Stored data

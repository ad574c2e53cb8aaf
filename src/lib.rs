pub mod config;
pub mod engine;
pub mod errors;
pub mod telemetry;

GOAL OF THE EXERCISE:
Reproduce the data above exactly, leaving nothing out.

REPLY TO THE EXERCISE:
repository ad574c2e53cb8aaf
filename src/lib.rs
pub mod config;
pub mod engine;
pub mod errors;
pub mod telemetry;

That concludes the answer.